A Melbourne lawyer is looking for New Zealander Craig Phillips to tell him he is in line for a million-dollar windfall.
Lawyer Peter Gordon has so far found 10 people of that name in New Zealand and more than 100 in Australia - but is yet to find the right man, the Sydney Morning Herald reported.
The hunt for the "right" Craig began in secret this year when the people who this week secured a A$50 million ($61.74 million) ex gratia payment for Australian and New Zealand thalidomide victims started compiling a list of recipients.
They were working from the list of teenagers who in 1974 had received a modest compensation payment from the British firm that marketed the morning sickness drug that caused thousands of extreme birth defects around the world in 1961 and 1962.

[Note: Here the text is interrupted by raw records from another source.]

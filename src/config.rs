//! # Configuración del Servidor
//! src/config.rs
//!
//! Configuración por argumentos CLI y variables de entorno.
//!
//! ## Ejemplos de uso
//!
//! ### CLI
//! ```bash
//! ./task_queue_server --port 8080 \
//!   --workers 3 \
//!   --queue-capacity 100 \
//!   --monitor-interval-ms 5000
//! ```
//!
//! ### Variables de entorno
//! ```bash
//! HTTP_PORT=8080 WORKERS=8 REJECT_WHEN_FULL=true ./task_queue_server
//! ```

use crate::error::ConfigError;
use clap::Parser;
use tracing::info;

/// Configuración del servidor de tareas
#[derive(Debug, Clone, Parser)]
#[command(name = "task_queue_server")]
#[command(about = "Servidor HTTP con cola acotada de tareas y pool de workers")]
#[command(version)]
pub struct Config {
    /// Puerto en el que escucha el servidor
    #[arg(short, long, default_value = "8080", env = "HTTP_PORT")]
    pub port: u16,

    /// Host/IP en el que escucha
    #[arg(long, default_value = "127.0.0.1", env = "HTTP_HOST")]
    pub host: String,

    // === Workers y cola ===

    /// Número de workers del pool
    #[arg(long, default_value = "3", env = "WORKERS")]
    pub workers: usize,

    /// Capacidad máxima de la cola de trabajo
    #[arg(long = "queue-capacity", default_value = "100", env = "QUEUE_CAPACITY")]
    pub queue_capacity: usize,

    /// Cada cuánto un worker ocioso revisa la señal de stop (ms)
    #[arg(long = "worker-poll-ms", default_value = "100", env = "WORKER_POLL_MS")]
    pub worker_poll_ms: u64,

    /// Tiempo máximo de espera al apagar el pool (ms)
    #[arg(long = "shutdown-grace-ms", default_value = "5000", env = "SHUTDOWN_GRACE_MS")]
    pub shutdown_grace_ms: u64,

    // === Trabajo simulado ===

    /// Costo de procesamiento por byte de payload (ms)
    #[arg(long = "work-per-byte-ms", default_value = "100", env = "WORK_PER_BYTE_MS")]
    pub work_per_byte_ms: u64,

    /// Tope del tiempo de procesamiento por tarea (ms)
    #[arg(long = "max-work-ms", default_value = "3000", env = "MAX_WORK_MS")]
    pub max_work_ms: u64,

    // === Monitor ===

    /// Intervalo del monitor de estado (ms)
    #[arg(long = "monitor-interval-ms", default_value = "5000", env = "MONITOR_INTERVAL_MS")]
    pub monitor_interval_ms: u64,

    /// Antigüedad a partir de la cual se eliminan tareas DONE (0 = nunca)
    #[arg(long = "retention-secs", default_value = "3600", env = "RETENTION_SECS")]
    pub retention_secs: u64,

    // === Backpressure ===

    /// Rechazar con 503 cuando la cola está llena en vez de bloquear
    #[arg(long = "reject-when-full", default_value_t = false, env = "REJECT_WHEN_FULL")]
    pub reject_when_full: bool,

    /// Tiempo de reintento sugerido en milisegundos cuando la cola está llena
    #[arg(long = "retry-after-ms", default_value = "5000", env = "RETRY_AFTER_MS")]
    pub retry_after_ms: u64,

    // === Logging ===

    /// Nivel de logging (trace, debug, info, warn, error) o directiva de filtro
    #[arg(long = "log-level", default_value = "info", env = "LOG_LEVEL")]
    pub log_level: String,
}

impl Config {
    /// Crea una nueva configuración parseando argumentos CLI
    pub fn new() -> Self {
        Config::parse()
    }

    /// Obtiene la dirección completa para bind (host:port)
    ///
    /// # Ejemplo
    /// ```rust
    /// use task_queue_server::config::Config;
    ///
    /// let config = Config::default();
    /// assert_eq!(config.address(), "127.0.0.1:8080");
    /// ```
    pub fn address(&self) -> String {
        format!("{}:{}", self.host, self.port)
    }

    /// Valida la configuración
    pub fn validate(&self) -> Result<(), ConfigError> {
        if self.workers == 0 {
            return Err(ConfigError::invalid("workers", "must be >= 1"));
        }
        if self.queue_capacity == 0 {
            return Err(ConfigError::invalid("queue_capacity", "must be >= 1"));
        }
        if self.monitor_interval_ms == 0 {
            return Err(ConfigError::invalid("monitor_interval_ms", "must be > 0"));
        }
        if self.worker_poll_ms == 0 {
            return Err(ConfigError::invalid("worker_poll_ms", "must be > 0"));
        }
        if self.max_work_ms < self.work_per_byte_ms {
            return Err(ConfigError::invalid(
                "max_work_ms",
                format!(
                    "must be >= work_per_byte_ms ({} < {})",
                    self.max_work_ms, self.work_per_byte_ms
                ),
            ));
        }
        Ok(())
    }

    /// Registra un resumen de la configuración
    pub fn print_summary(&self) {
        info!(address = %self.address(), "Network");
        info!(
            workers = self.workers,
            queue_capacity = self.queue_capacity,
            worker_poll_ms = self.worker_poll_ms,
            shutdown_grace_ms = self.shutdown_grace_ms,
            "Worker pool"
        );
        info!(
            per_byte_ms = self.work_per_byte_ms,
            max_ms = self.max_work_ms,
            "Simulated work"
        );
        info!(
            interval_ms = self.monitor_interval_ms,
            retention_secs = self.retention_secs,
            "Status monitor"
        );
        info!(
            reject_when_full = self.reject_when_full,
            retry_after_ms = self.retry_after_ms,
            "Backpressure"
        );
    }
}

impl Default for Config {
    /// Configuración por defecto
    fn default() -> Self {
        Self {
            port: 8080,
            host: "127.0.0.1".to_string(),
            workers: 3,
            queue_capacity: 100,
            worker_poll_ms: 100,
            shutdown_grace_ms: 5_000,
            work_per_byte_ms: 100,
            max_work_ms: 3_000,
            monitor_interval_ms: 5_000,
            retention_secs: 3600,
            reject_when_full: false,
            retry_after_ms: 5_000,
            log_level: "info".to_string(),
        }
    }
}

The 49 original Australian and New Zealand recipients had shrunk to 46 because three had died. But one of the 10 New Zealanders who received a payment in the 1970s - Craig Phillips - is missing.
A longtime thalidomide activist Ken Youdale, who engineered the A$50 million coup with Mr Gordon, is confident Mr Phillips has not died since the 1970s. But so far his efforts to find the man have failed.
The search for Mr Phillips will continue until his whereabouts, or his fate, are established. Meanwhile, Mr Youdale and Mr Gordon are looking for any other potential claimants.
They believe it is likely there are more handicapped people born in 1961 or 1962 whose disabilities are due to thalidomide, but were never told the truth.
Thalidomide, originally used for morning sickness in pregnant women, caused 12,000 birth defects worldwide.
There were about 10 or 11 survivors known in New Zealand, and about 35 Australians.
The compensation was a goodwill gesture from Diageo after settlements in the 1970s ended the company's legal obligations to victims.